While not especially revealing, at least it's a nice male-bonding moment between Wagner and Farentino.


I do admit I was a little startled when Wagner wrapped a towel around him, which would then have been sodden with water, before he stepped on a nearby scale...! Good lord, I trim my fingernails and sometimes eyebrows before stepping on a scale! LOL But I guess he could afford the added water weight.

Ultimately, and surprisingly considering his billing and some of the rest of the cast, it is Farentino who winds up providing the most on-screen beefcake. And he looks great.

Farentino had just married Michele Lee the year before this, in the wake of a three-year marriage to Elizabeth Ashley. He and Lee stayed together until 1983. Characterized as a fiery personality, two more marriages and a troubled engagement to Tina Sinatra would follow. 

Banning is glossy studio fodder, straining to be spicy, but I am nonetheless drawn to movies like this with all-star casts looking great.
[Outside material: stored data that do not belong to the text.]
//! System tray front end (D-Bus StatusNotifierItem)
//!
//! The tray keeps a copy of what it displays, updated from dispatcher
//! notifications, and turns menu activations into intents.

use anyhow::{Context, Result, anyhow};
use ksni::TrayMethods;
use std::collections::BTreeMap;
use std::sync::mpsc::{self, Receiver, Sender};
use std::sync::{Arc, Mutex};
use std::thread::{self, JoinHandle};
use tracing::{debug, info, warn};

use crate::config::{Point, SettingChange, Settings};
use crate::constants::tray;
use crate::event_handler::{AppEvent, Intent, Notification};
use crate::state_machine::AppState;

pub struct KeyClickTray {
    events: Sender<AppEvent>,
    state: AppState,
    bindings: BTreeMap<String, Point>,
    settings: Settings,
    status: String,
}

impl KeyClickTray {
    pub fn new(events: Sender<AppEvent>) -> Self {
        Self {
            events,
            state: AppState::Normal,
            bindings: BTreeMap::new(),
            settings: Settings::default(),
            status: String::new(),
        }
    }

    /// Mirror a dispatcher notification
    pub fn apply(&mut self, notification: Notification) {
        match notification {
            Notification::StateChanged(state) => self.state = state,
            Notification::BindingsChanged(bindings) => self.bindings = bindings,
            Notification::SettingsChanged(settings) => self.settings = settings,
            Notification::Status(text) => self.status = text,
        }
    }

    fn send(&self, intent: Intent) {
        if self.events.send(AppEvent::Intent(intent)).is_err() {
            warn!("Dispatcher gone, dropping tray action");
        }
    }

    fn toggle_label(&self) -> &'static str {
        if self.state == AppState::Disabled {
            "Enable"
        } else {
            "Disable"
        }
    }
}

impl ksni::Tray for KeyClickTray {
    fn id(&self) -> String {
        tray::ID.into()
    }

    fn title(&self) -> String {
        format!("KeyClick: {}", self.state)
    }

    fn icon_name(&self) -> String {
        tray::ICON_NAME.into()
    }

    fn tool_tip(&self) -> ksni::ToolTip {
        let mut description = format!("{} binding(s)", self.bindings.len());
        if !self.status.is_empty() {
            description.push('\n');
            description.push_str(&self.status);
        }
        ksni::ToolTip {
            icon_name: tray::ICON_NAME.into(),
            icon_pixmap: vec![],
            title: format!("KeyClick: {}", self.state),
            description,
        }
    }

    fn category(&self) -> ksni::Category {
        ksni::Category::ApplicationStatus
    }

    fn status(&self) -> ksni::Status {
        match self.state {
            AppState::ConfigWaitKey | AppState::ConfigWaitClick => ksni::Status::NeedsAttention,
            AppState::Normal | AppState::Disabled => ksni::Status::Active,
        }
    }

    fn menu(&self) -> Vec<ksni::MenuItem<Self>> {
        use ksni::menu::*;

        let configuring = matches!(self.state, AppState::ConfigWaitKey | AppState::ConfigWaitClick);

        let remove_items: Vec<MenuItem<Self>> = if self.bindings.is_empty() {
            vec![
                StandardItem {
                    label: "No bindings".to_string(),
                    enabled: false,
                    ..Default::default()
                }
                .into(),
            ]
        } else {
            self.bindings
                .iter()
                .map(|(key, point)| {
                    let key = key.clone();
                    StandardItem {
                        label: format!("{key} → {point}"),
                        activate: Box::new(move |this: &mut Self| {
                            this.send(Intent::Remove(key.clone()));
                        }),
                        ..Default::default()
                    }
                    .into()
                })
                .collect()
        };

        vec![
            StandardItem {
                label: self.state.to_string(),
                enabled: false,
                ..Default::default()
            }
            .into(),
            MenuItem::Separator,
            StandardItem {
                label: "Add Key Binding".to_string(),
                icon_name: "list-add".into(),
                enabled: !configuring && self.state != AppState::Disabled,
                activate: Box::new(|this: &mut Self| {
                    this.send(Intent::StartConfigure);
                }),
                ..Default::default()
            }
            .into(),
            SubMenu {
                label: "Remove Binding".to_string(),
                icon_name: "list-remove".into(),
                submenu: remove_items,
                ..Default::default()
            }
            .into(),
            StandardItem {
                label: self.toggle_label().to_string(),
                enabled: !configuring,
                activate: Box::new(|this: &mut Self| {
                    this.send(Intent::ToggleEnabled);
                }),
                ..Default::default()
            }
            .into(),
            MenuItem::Separator,
            CheckmarkItem {
                label: "Restore Mouse Position".to_string(),
                checked: self.settings.restore_mouse_position,
                activate: Box::new(|this: &mut Self| {
                    let value = !this.settings.restore_mouse_position;
                    this.send(Intent::SettingChanged(SettingChange::RestoreMousePosition(value)));
                }),
                ..Default::default()
            }
            .into(),
            CheckmarkItem {
                label: format!("Require \"{}\" Focused", self.settings.target_window_title),
                checked: self.settings.require_foreground_window,
                activate: Box::new(|this: &mut Self| {
                    let value = !this.settings.require_foreground_window;
                    let change = SettingChange::RequireForegroundWindow(value);
                    this.send(Intent::SettingChanged(change));
                }),
                ..Default::default()
            }
            .into(),
            MenuItem::Separator,
            StandardItem {
                label: "Quit".to_string(),
                icon_name: "application-exit".into(),
                activate: Box::new(|this: &mut Self| {
                    this.send(Intent::Quit);
                }),
                ..Default::default()
            }
            .into(),
        ]
    }
}

/// Run the tray on its own thread until `notifications` disconnects.
/// Returns once the tray is registered, or an error if that fails.
pub fn start_system_tray(
    events: Sender<AppEvent>,
    notifications: Receiver<Notification>,
) -> Result<JoinHandle<()>> {
    let tray = KeyClickTray::new(events);
    let (ready_tx, ready_rx) = mpsc::channel::<Result<()>>();
    let readiness = Readiness::new(ready_tx);
    let reporter = readiness.clone();

    info!("Spawning system tray runtime thread...");

    let tray_thread = thread::spawn(move || {
        let rt = match tokio::runtime::Builder::new_current_thread().enable_all().build() {
            Ok(runtime) => runtime,
            Err(e) => {
                reporter.report(Err(anyhow!(
                    "Failed to create Tokio runtime for system tray: {e}"
                )));
                return;
            }
        };

        rt.block_on(async move {
            let handle = match tray.spawn().await {
                Ok(handle) => handle,
                Err(e) => {
                    reporter.report(Err(anyhow!("System tray error: {e}")));
                    return;
                }
            };
            if !reporter.report(Ok(())) {
                warn!("System tray registered after startup timeout, shutting it down");
                handle.shutdown().await;
                return;
            }
            info!("System tray spawned successfully");

            // Bridge the blocking notification channel into the runtime
            let (async_tx, mut async_rx) = tokio::sync::mpsc::unbounded_channel();
            thread::spawn(move || {
                for notification in notifications.iter() {
                    if async_tx.send(notification).is_err() {
                        break;
                    }
                }
            });

            while let Some(notification) = async_rx.recv().await {
                handle.update(|tray: &mut KeyClickTray| tray.apply(notification)).await;
            }

            info!("Dispatcher closed - shutting down system tray");
            handle.shutdown().await;
        });
    });

    match ready_rx.recv_timeout(tray::START_TIMEOUT) {
        Ok(result) => {
            result.context("System tray failed to start")?;
            Ok(tray_thread)
        }
        Err(mpsc::RecvTimeoutError::Timeout) => {
            readiness.abandon();
            // A report may have landed between the timeout and abandoning
            match ready_rx.try_recv() {
                Ok(result) => {
                    result.context("System tray failed to start")?;
                    Ok(tray_thread)
                }
                Err(_) => Err(anyhow!("Timed out waiting for system tray to start")),
            }
        }
        Err(mpsc::RecvTimeoutError::Disconnected) => {
            let _ = tray_thread.join();
            Err(anyhow!("System tray thread exited before signaling readiness"))
        }
    }
}

/// Startup handoff from the tray thread. Once abandoned, later reports are
/// refused so a tray that registers too late knows to shut itself down.
#[derive(Clone)]
struct Readiness(Arc<Mutex<Option<Sender<Result<()>>>>>);

impl Readiness {
    fn new(tx: Sender<Result<()>>) -> Self {
        Self(Arc::new(Mutex::new(Some(tx))))
    }

    /// Returns `false` when nobody is waiting for the result any more
    fn report(&self, result: Result<()>) -> bool {
        let Ok(guard) = self.0.lock() else {
            return false;
        };
        match guard.as_ref().map(|tx| tx.send(result)) {
            Some(Ok(())) => true,
            Some(Err(err)) => {
                debug!("System tray readiness receiver dropped: {}", err);
                false
            }
            None => {
                debug!("System tray startup was abandoned");
                false
            }
        }
    }

    fn abandon(&self) {
        if let Ok(mut guard) = self.0.lock() {
            guard.take();
        }
    }
}

#[cfg(test)]
mod tests {
    use super::*;
    use ksni::Tray;
    use ksni::menu::MenuItem;

    fn tray() -> (KeyClickTray, Receiver<AppEvent>) {
        let (tx, rx) = mpsc::channel();
        (KeyClickTray::new(tx), rx)
    }

    fn activate(tray: &mut KeyClickTray, items: Vec<MenuItem<KeyClickTray>>, label: &str) -> bool {
        for item in items {
            match item {
                MenuItem::Standard(standard) if standard.label.contains(label) => {
                    (standard.activate)(tray);
                    return true;
                }
                MenuItem::Checkmark(check) if check.label.contains(label) => {
                    (check.activate)(tray);
                    return true;
                }
                MenuItem::SubMenu(sub) => {
                    if activate(tray, sub.submenu, label) {
                        return true;
                    }
                }
                _ => {}
            }
        }
        false
    }

    fn next_intent(rx: &Receiver<AppEvent>) -> Intent {
        match rx.try_recv().unwrap() {
            AppEvent::Intent(intent) => intent,
            other => panic!("expected an intent, got {other:?}"),
        }
    }

    fn activate_menu_item(tray: &mut KeyClickTray, label: &str) {
        let items = tray.menu();
        assert!(activate(tray, items, label), "Menu item '{label}' not found");
    }

    #[test]
    fn test_add_binding_sends_start_configure() {
        let (mut tray, rx) = tray();
        activate_menu_item(&mut tray, "Add Key Binding");
        assert_eq!(next_intent(&rx), Intent::StartConfigure);
    }

    #[test]
    fn test_quit_sends_quit() {
        let (mut tray, rx) = tray();
        activate_menu_item(&mut tray, "Quit");
        assert_eq!(next_intent(&rx), Intent::Quit);
    }

    #[test]
    fn test_toggle_label_follows_state() {
        let (mut tray, rx) = tray();
        assert_eq!(tray.toggle_label(), "Disable");
        tray.apply(Notification::StateChanged(AppState::Disabled));
        assert_eq!(tray.toggle_label(), "Enable");

        activate_menu_item(&mut tray, "Enable");
        assert_eq!(next_intent(&rx), Intent::ToggleEnabled);
    }

    #[test]
    fn test_checkmarks_send_inverted_setting() {
        let (mut tray, rx) = tray();
        activate_menu_item(&mut tray, "Restore Mouse Position");
        assert_eq!(
            next_intent(&rx),
            Intent::SettingChanged(SettingChange::RestoreMousePosition(false))
        );

        activate_menu_item(&mut tray, "Focused");
        assert_eq!(
            next_intent(&rx),
            Intent::SettingChanged(SettingChange::RequireForegroundWindow(true))
        );
    }

    #[test]
    fn test_remove_submenu_lists_bindings() {
        let (mut tray, rx) = tray();
        tray.apply(Notification::BindingsChanged(BTreeMap::from([
            ("f1".to_string(), Point::new(100, 200)),
            ("space".to_string(), Point::new(3, 4)),
        ])));

        activate_menu_item(&mut tray, "space → (3, 4)");

        assert_eq!(next_intent(&rx), Intent::Remove("space".into()));
    }

    #[test]
    fn test_readiness_refused_after_abandon() {
        let (tx, rx) = mpsc::channel();
        let readiness = Readiness::new(tx);
        let reporter = readiness.clone();

        assert!(reporter.report(Ok(())));
        readiness.abandon();

        assert!(!reporter.report(Ok(())));
        assert_eq!(rx.try_iter().count(), 1);
    }

    #[test]
    fn test_readiness_receiver_dropped() {
        let (tx, rx) = mpsc::channel();
        let readiness = Readiness::new(tx);
        drop(rx);

        assert!(!readiness.report(Ok(())));
    }

    #[test]
    fn test_title_shows_state_and_status() {
        let (mut tray, _rx) = tray();
        tray.apply(Notification::StateChanged(AppState::ConfigWaitKey));
        tray.apply(Notification::Status("Press the key you want to configure…".into()));

        assert_eq!(tray.title(), "KeyClick: CONFIG: press a key");
        assert!(tray.tool_tip().description.contains("Press the key"));
        assert!(matches!(tray.status(), ksni::Status::NeedsAttention));
    }
}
And as an added bonus for me, there are a few 1970s disaster movie veterans on hand. Wagner of The Towering Inferno and The Concorde... Airport '79, Stockwell and Clark from Airport 1975 (and she was in City on Fire, too) and Hackman from The Poseidon Adventure. I wanted to link the movie here, but it's already gone that fast...! The best I can do is the trailer, which makes the whole thing seem even more sordid than it actually is.